Work task » Below are the records; give again exactly the line with "fn cosine(a: &[f32], b: &[f32])", the line with "if let Some(shared_dir)", and each line that lies between them, and nothing besides.

Input material »

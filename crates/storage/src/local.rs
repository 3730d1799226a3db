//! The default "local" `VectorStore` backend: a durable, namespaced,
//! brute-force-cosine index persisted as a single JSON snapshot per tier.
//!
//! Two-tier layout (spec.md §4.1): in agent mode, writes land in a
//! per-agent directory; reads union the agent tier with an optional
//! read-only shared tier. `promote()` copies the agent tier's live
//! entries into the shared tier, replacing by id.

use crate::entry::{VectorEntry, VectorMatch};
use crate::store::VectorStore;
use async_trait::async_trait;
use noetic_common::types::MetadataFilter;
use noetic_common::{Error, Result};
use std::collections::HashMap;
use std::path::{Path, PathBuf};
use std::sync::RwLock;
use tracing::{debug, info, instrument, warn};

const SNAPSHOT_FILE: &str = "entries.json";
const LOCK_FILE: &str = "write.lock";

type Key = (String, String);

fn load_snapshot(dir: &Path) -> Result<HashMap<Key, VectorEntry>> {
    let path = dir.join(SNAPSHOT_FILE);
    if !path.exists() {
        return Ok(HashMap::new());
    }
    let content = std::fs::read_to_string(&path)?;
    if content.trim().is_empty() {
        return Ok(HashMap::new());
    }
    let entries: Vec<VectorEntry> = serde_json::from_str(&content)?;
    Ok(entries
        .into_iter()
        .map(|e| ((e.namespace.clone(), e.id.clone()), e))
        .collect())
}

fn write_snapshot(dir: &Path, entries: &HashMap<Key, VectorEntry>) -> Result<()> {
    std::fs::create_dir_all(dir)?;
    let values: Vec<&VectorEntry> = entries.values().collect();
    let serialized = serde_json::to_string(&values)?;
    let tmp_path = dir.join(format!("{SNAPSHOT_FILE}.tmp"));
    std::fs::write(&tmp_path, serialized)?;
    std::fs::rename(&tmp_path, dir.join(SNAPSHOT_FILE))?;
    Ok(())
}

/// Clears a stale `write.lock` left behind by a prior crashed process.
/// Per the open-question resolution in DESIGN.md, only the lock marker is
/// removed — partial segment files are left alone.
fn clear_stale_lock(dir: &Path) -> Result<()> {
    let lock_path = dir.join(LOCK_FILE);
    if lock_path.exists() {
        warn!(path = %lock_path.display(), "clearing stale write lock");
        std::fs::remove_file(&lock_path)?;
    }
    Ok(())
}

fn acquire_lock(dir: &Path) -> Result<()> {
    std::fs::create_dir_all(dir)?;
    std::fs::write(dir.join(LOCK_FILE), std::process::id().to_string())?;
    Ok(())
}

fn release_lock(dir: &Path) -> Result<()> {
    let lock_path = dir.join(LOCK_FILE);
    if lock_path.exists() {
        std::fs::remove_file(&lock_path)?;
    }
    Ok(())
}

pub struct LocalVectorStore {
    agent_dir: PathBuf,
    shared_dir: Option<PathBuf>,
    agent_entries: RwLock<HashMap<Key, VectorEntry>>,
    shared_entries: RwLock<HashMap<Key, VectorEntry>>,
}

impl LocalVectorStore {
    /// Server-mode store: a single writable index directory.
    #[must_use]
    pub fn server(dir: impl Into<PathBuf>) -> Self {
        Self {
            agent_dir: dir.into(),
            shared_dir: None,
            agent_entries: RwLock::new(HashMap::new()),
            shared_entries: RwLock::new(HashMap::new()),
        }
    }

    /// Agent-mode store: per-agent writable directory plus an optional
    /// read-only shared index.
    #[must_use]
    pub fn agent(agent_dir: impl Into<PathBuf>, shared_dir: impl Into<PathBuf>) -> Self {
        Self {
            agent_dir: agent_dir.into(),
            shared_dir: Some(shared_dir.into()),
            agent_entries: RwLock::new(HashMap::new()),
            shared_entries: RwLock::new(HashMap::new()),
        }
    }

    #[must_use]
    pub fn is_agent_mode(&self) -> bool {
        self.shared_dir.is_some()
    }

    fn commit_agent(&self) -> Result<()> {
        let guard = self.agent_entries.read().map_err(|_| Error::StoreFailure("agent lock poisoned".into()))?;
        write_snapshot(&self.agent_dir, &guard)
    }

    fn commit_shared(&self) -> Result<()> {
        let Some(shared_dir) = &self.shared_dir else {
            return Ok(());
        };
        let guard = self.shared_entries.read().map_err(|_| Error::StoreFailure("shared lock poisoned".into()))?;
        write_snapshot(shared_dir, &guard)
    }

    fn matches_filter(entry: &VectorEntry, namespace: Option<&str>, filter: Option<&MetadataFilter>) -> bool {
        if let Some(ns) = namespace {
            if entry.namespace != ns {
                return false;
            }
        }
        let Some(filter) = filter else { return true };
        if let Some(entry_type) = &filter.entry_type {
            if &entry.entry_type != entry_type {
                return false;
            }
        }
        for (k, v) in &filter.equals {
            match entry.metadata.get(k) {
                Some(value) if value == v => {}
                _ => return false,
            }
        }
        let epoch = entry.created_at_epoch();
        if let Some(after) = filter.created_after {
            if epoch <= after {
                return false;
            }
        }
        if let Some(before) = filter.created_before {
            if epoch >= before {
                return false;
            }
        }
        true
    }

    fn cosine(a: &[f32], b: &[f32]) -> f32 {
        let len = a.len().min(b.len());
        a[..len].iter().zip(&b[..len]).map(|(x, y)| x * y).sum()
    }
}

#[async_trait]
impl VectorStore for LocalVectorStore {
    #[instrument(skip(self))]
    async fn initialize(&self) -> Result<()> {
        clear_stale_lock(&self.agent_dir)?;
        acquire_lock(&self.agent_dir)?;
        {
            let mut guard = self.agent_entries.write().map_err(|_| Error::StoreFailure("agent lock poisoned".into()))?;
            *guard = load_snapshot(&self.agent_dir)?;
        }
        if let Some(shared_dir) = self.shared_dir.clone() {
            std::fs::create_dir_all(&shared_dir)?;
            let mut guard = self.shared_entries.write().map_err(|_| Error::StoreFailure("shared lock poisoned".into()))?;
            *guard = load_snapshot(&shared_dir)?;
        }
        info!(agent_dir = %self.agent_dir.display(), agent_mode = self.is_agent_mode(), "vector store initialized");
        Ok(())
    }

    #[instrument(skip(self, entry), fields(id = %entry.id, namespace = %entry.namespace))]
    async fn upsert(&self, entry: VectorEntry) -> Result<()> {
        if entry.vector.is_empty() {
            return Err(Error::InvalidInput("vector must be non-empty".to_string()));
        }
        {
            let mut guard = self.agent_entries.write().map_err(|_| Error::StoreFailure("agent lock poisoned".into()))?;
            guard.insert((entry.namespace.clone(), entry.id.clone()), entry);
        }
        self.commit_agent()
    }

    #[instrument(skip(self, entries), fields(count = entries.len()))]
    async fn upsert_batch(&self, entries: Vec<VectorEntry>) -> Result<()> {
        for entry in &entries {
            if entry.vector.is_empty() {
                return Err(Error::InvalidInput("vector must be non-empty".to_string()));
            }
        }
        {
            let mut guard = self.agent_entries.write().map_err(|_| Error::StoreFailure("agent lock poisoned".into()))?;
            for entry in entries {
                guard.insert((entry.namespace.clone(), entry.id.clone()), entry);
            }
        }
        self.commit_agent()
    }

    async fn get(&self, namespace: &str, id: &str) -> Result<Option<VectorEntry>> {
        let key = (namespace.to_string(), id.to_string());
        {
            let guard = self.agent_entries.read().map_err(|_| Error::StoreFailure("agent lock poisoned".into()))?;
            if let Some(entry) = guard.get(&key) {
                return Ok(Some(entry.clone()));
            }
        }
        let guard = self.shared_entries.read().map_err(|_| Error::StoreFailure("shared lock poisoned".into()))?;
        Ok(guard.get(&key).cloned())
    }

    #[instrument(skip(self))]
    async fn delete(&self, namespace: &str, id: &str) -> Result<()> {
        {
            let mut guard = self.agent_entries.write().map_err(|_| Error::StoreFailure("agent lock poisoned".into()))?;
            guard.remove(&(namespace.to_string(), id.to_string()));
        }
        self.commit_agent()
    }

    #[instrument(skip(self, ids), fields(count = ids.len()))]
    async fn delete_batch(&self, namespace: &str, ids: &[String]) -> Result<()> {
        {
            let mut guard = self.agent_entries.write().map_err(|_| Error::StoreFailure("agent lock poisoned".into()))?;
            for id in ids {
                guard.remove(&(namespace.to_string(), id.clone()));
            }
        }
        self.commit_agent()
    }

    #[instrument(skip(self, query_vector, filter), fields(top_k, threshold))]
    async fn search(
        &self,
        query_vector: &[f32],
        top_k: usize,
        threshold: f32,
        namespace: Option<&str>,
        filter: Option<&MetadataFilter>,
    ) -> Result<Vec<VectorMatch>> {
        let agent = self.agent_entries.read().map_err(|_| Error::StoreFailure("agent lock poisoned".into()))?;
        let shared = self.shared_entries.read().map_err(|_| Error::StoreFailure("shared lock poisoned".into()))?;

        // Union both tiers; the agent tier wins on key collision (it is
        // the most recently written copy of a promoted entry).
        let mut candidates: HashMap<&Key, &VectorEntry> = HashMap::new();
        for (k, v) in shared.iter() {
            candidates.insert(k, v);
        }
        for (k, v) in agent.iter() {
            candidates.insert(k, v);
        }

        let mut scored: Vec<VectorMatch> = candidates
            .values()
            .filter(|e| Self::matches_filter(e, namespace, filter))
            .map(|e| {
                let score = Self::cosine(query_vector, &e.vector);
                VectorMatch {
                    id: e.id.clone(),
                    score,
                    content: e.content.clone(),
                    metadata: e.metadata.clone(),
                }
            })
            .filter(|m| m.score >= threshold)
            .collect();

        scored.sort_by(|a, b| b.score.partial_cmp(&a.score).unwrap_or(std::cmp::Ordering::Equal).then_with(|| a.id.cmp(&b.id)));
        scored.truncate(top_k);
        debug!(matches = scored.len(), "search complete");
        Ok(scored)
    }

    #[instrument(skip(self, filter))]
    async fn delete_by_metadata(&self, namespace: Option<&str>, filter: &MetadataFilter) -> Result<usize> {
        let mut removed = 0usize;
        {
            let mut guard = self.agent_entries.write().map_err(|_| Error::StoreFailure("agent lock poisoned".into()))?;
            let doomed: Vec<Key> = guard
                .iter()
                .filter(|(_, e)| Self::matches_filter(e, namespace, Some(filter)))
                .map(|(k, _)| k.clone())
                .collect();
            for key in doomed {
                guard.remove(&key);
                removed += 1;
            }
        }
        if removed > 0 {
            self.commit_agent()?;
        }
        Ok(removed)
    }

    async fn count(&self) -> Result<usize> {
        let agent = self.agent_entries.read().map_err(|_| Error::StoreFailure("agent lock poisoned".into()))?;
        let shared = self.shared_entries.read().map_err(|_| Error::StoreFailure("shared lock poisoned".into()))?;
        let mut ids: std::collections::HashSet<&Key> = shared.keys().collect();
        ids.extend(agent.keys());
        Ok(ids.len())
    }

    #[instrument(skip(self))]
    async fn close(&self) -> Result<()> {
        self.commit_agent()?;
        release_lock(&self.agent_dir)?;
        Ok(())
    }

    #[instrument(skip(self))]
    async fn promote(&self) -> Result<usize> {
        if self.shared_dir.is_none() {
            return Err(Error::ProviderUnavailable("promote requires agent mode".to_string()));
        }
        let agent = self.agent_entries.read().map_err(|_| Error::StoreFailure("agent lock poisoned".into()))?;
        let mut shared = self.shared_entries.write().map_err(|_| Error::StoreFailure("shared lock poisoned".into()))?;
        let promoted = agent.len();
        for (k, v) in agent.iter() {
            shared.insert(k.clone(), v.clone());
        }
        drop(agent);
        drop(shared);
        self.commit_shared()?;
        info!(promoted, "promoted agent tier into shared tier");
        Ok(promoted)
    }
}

==

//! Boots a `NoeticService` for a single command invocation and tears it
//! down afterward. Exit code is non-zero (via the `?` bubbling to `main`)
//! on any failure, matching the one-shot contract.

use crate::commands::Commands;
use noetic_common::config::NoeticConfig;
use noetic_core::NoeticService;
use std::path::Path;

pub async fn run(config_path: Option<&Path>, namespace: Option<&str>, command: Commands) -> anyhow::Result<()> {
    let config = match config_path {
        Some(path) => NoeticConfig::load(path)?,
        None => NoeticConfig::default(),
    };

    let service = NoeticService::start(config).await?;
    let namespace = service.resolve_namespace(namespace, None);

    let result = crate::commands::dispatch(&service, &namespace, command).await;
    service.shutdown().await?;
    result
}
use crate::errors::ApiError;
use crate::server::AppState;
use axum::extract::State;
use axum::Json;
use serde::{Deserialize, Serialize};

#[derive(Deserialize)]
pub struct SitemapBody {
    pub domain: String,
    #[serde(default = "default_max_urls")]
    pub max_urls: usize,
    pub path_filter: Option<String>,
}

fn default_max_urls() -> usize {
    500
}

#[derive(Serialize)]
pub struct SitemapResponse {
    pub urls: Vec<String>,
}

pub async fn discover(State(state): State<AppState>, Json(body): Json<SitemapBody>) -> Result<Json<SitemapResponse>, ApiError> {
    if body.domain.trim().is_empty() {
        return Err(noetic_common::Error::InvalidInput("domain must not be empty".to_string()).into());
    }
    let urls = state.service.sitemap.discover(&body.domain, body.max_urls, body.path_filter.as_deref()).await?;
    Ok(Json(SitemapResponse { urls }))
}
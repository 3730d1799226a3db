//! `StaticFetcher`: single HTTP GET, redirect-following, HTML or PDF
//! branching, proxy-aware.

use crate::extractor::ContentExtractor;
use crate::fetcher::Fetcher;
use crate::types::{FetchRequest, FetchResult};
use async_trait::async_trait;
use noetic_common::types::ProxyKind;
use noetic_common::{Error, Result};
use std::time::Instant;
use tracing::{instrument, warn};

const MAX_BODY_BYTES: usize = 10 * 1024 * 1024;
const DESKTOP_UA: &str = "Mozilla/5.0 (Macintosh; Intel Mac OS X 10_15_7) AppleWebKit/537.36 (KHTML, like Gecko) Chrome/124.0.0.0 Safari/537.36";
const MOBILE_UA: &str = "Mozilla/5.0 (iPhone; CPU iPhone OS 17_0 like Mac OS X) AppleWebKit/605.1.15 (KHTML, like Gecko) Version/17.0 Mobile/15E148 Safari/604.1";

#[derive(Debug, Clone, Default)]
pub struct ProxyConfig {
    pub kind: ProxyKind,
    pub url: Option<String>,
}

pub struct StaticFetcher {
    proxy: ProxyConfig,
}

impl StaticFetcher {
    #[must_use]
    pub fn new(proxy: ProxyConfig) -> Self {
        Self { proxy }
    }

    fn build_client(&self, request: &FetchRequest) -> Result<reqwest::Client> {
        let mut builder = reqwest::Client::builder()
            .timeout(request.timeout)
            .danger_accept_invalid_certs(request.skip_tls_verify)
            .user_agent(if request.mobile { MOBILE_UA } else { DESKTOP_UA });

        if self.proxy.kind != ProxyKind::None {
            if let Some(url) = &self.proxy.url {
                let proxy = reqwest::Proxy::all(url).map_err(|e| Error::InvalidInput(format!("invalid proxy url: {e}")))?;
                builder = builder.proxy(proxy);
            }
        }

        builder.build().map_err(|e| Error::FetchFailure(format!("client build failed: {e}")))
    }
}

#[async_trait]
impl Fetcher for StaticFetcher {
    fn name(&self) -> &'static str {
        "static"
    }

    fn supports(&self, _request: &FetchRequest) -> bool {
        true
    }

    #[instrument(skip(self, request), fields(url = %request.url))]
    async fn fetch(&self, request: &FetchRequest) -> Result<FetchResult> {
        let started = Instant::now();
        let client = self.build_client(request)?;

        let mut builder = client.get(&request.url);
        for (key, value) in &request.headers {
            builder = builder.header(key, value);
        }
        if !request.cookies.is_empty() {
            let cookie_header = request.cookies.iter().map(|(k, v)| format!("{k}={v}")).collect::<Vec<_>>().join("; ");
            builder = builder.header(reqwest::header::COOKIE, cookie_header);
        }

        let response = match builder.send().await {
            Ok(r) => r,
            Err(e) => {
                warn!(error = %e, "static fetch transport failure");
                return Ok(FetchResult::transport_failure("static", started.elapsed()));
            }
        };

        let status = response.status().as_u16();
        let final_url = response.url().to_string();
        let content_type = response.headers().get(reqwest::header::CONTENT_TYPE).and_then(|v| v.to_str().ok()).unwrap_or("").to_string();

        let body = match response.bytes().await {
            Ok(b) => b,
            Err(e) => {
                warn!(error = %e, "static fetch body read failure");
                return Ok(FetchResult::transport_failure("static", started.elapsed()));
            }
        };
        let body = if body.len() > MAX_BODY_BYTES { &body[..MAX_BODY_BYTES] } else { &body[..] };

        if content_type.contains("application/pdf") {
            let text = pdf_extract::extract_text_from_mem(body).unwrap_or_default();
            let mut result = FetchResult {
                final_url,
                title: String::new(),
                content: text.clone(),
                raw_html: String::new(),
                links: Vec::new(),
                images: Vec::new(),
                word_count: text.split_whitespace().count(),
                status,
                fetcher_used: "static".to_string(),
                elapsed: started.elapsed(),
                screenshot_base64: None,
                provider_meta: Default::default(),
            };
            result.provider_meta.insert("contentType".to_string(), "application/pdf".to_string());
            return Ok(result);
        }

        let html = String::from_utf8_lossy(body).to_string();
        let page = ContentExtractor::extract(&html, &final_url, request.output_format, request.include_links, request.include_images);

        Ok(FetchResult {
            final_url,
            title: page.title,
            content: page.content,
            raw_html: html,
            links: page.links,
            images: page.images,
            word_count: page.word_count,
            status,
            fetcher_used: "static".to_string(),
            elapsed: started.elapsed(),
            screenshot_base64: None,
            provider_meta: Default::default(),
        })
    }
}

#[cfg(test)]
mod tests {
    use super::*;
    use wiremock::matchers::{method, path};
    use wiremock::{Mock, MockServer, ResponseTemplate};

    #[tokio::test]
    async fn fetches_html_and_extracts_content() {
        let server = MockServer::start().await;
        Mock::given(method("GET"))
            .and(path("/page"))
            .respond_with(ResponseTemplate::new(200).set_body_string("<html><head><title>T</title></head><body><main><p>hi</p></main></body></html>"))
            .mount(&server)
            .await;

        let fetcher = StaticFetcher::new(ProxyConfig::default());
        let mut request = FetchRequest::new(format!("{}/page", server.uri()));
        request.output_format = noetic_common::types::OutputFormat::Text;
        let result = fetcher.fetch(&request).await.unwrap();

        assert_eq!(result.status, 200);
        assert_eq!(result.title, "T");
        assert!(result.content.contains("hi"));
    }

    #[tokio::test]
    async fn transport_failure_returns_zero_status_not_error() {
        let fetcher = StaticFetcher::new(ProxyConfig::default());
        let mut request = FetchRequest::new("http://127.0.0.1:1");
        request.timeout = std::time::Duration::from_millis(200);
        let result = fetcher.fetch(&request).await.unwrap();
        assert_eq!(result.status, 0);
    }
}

Response to this exercise »
    fn cosine(a: &[f32], b: &[f32]) -> f32 {
        let len = a.len().min(b.len());
        a[..len].iter().zip(&b[..len]).map(|(x, y)| x * y).sum()
    }
}

#[async_trait]
impl VectorStore for LocalVectorStore {
    #[instrument(skip(self))]
    async fn initialize(&self) -> Result<()> {
        clear_stale_lock(&self.agent_dir)?;
        acquire_lock(&self.agent_dir)?;
        {
            let mut guard = self.agent_entries.write().map_err(|_| Error::StoreFailure("agent lock poisoned".into()))?;
            *guard = load_snapshot(&self.agent_dir)?;
        }
        if let Some(shared_dir) = self.shared_dir.clone() {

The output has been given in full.